- Hits: 9871
Het kadaster (7)
Door Jo Purnot
Het onderstaande kort artikel vormt één geheel met het kadasterartikel in de vorige kroniek. Samen bestrijken ze het gebied van Oorenberg tot ’t Wiet Klieëf.
Wegen en paden
De Groenstraat, zoals deze op het fragment van de kadasterkaart staat, wordt door de Keerdenaren Duustersjtaeg (Duistersteeg) genoemd, omdat in de zomer de overhangende takken bijna geen zonlicht doorlaten.

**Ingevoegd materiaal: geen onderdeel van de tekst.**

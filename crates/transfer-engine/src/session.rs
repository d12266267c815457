//! Shared per-transfer session state and control-channel plumbing

use std::path::Path;
use std::sync::Arc;
use std::time::{Duration, Instant};

use bytes::Bytes;
use parking_lot::Mutex;
use tokio::sync::mpsc;
use tracing::{info, warn};
use wire_protocol::{ControlMessage, ProtocolError, StateMachine, TransferId, TransferState};

use net_transport::{
    AdaptiveChunkController, AdaptiveConfig, CancelToken, FrameChannel, TransportError,
};

use crate::backend::PeerChannel;
use crate::benchmark::{TransferBenchmark, TransferReport};
use crate::error::{ErrorKind, TransferError, TransferResult};
use crate::events::TransferEvent;

/// What the send side will push: a named blob held in memory
#[derive(Debug, Clone)]
pub struct TransferPayload {
    pub name: String,
    pub mime: Option<String>,
    pub data: Bytes,
}

impl TransferPayload {
    pub fn from_bytes(name: impl Into<String>, data: impl Into<Bytes>) -> Self {
        Self {
            name: name.into(),
            mime: None,
            data: data.into(),
        }
    }

    pub fn with_mime(mut self, mime: impl Into<String>) -> Self {
        self.mime = Some(mime.into());
        self
    }

    /// Read a file from disk. The whole payload is held in memory, so the
    /// receive side's size cap is the practical limit here too.
    pub async fn from_path(path: impl AsRef<Path>) -> TransferResult<Self> {
        let path = path.as_ref();
        let data = tokio::fs::read(path)
            .await
            .map_err(|e| TransferError::Resource(format!("reading {}: {e}", path.display())))?;
        let name = path
            .file_name()
            .and_then(|n| n.to_str())
            .unwrap_or("file")
            .to_string();
        Ok(Self {
            name,
            mime: None,
            data: data.into(),
        })
    }
}

/// State shared between a transfer's driver task and its handle
pub(crate) struct SessionCore {
    pub(crate) id: TransferId,
    state: Mutex<StateMachine>,
    events: mpsc::UnboundedSender<TransferEvent>,
    pub(crate) benchmark: Mutex<TransferBenchmark>,
    pub(crate) controller: AdaptiveChunkController,
    pub(crate) cancel: CancelToken,
}

impl SessionCore {
    pub(crate) fn new(
        id: TransferId,
        adaptive: AdaptiveConfig,
        cancel: CancelToken,
        events: mpsc::UnboundedSender<TransferEvent>,
    ) -> Arc<Self> {
        Arc::new(Self {
            id,
            state: Mutex::new(StateMachine::new()),
            events,
            benchmark: Mutex::new(TransferBenchmark::new()),
            controller: AdaptiveChunkController::new(adaptive),
            cancel,
        })
    }

    pub(crate) fn state(&self) -> TransferState {
        self.state.lock().current()
    }

    /// Advance the state machine, emitting the change
    pub(crate) fn transition(&self, to: TransferState) -> TransferResult<()> {
        let from = self.state.lock().transition(to)?;
        info!(transfer = %self.id, %from, %to, "transfer state changed");
        self.emit(TransferEvent::StateChanged { from, to });
        Ok(())
    }

    pub(crate) fn emit(&self, event: TransferEvent) {
        let _ = self.events.send(event);
    }

    /// Terminal bookkeeping for a failed or cancelled transfer. Several
    /// failures can race on teardown; only the first one lands, the rest
    /// find the machine already terminal and are dropped here.
    pub(crate) fn fail(&self, err: &TransferError) {
        let kind = err.kind();
        let to = if kind == ErrorKind::Cancelled {
            TransferState::Cancelled
        } else {
            TransferState::Failed
        };
        let from = {
            let mut state = self.state.lock();
            if state.current().is_terminal() {
                return;
            }
            let from = state.current();
            let _ = state.transition(to);
            from
        };
        warn!(transfer = %self.id, %from, %to, error = %err, "transfer ended");
        self.emit(TransferEvent::StateChanged { from, to });
        if to == TransferState::Failed {
            self.emit(TransferEvent::Failed {
                kind,
                message: err.to_string(),
            });
        }
    }

    /// Close out the benchmark and hand back the report
    pub(crate) fn finish_report(&self) -> TransferReport {
        self.benchmark.lock().finalize()
    }
}

/// Monotonic clock for ping timestamps. Both ends echo raw microsecond
/// values; only the side that owns the clock interprets them, so the
/// peers never need agreeing clocks.
#[derive(Clone, Copy)]
pub(crate) struct SessionClock {
    origin: Instant,
}

impl SessionClock {
    pub(crate) fn start() -> Self {
        Self {
            origin: Instant::now(),
        }
    }

    pub(crate) fn now_us(&self) -> u64 {
        self.origin.elapsed().as_micros() as u64
    }

    pub(crate) fn rtt_from(&self, echoed_us: u64) -> Duration {
        Duration::from_micros(self.now_us().saturating_sub(echoed_us))
    }
}

/// Control channel with message framing on top of a raw frame channel
pub(crate) struct ControlChannel {
    channel: PeerChannel,
}

impl ControlChannel {
    pub(crate) fn new(channel: PeerChannel) -> Self {
        Self { channel }
    }

    pub(crate) async fn send(&self, message: &ControlMessage) -> TransferResult<()> {
        let encoded = message
            .to_bytes()
            .map_err(ProtocolError::Serialization)?;
        self.channel.send(Bytes::from(encoded)).await?;
        Ok(())
    }

    /// Next message; `None` once the channel closed
    pub(crate) async fn recv(&mut self) -> TransferResult<Option<ControlMessage>> {
        match self.channel.recv().await {
            None => Ok(None),
            Some(frame) => Ok(Some(
                ControlMessage::from_bytes(&frame).map_err(ProtocolError::Serialization)?,
            )),
        }
    }

    /// Wait for the next message, bounded; an early close surfaces as a
    /// connection error rather than a timeout
    pub(crate) async fn recv_timeout(
        &mut self,
        window: Duration,
        waiting_for: &'static str,
    ) -> TransferResult<ControlMessage> {
        match tokio::time::timeout(window, self.recv()).await {
            Ok(Ok(Some(message))) => Ok(message),
            Ok(Ok(None)) => Err(TransportError::ConnectionClosed(
                "control channel closed".to_string(),
            )
            .into()),
            Ok(Err(err)) => Err(err),
            Err(_) => Err(TransferError::Timeout(waiting_for)),
        }
    }

    pub(crate) async fn close(&mut self) {
        self.channel.close().await;
    }
}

De Duustersjtaeg is een typisch voorbeeld van een holle weg, zoals we die bijna uitsluitend in het Zuidlimburgse heuvelland tegenkomen. Die holle wegen leiden van de plateaus naar de dalen. Zij zijn ontstaan door het voortdurend uitspoelen van de lössgrond. In de droge perioden maakten de hoefslagen van de paarden de grond los die daarna bij een stortbui weer wegspoelde. Dat die geulen in de droge periode als karrenweg werden gebruikt, lag voor de hand. Zij hadden vaak een gelijkmatig dalend verloop, wat vroeger met primitieve transportmiddelen goed uitkwam. Dagelijks trokken de herders met hun vee, schapen, koeien en misschien ook wel varkens via de Duustersjtaeg naar de plateauranden van de Wolfskop en de Oorenberg. Ook was het de kortste verbinding naar Eckelrade. De grave (taluds) zijn belangrijk voor dieren en planten.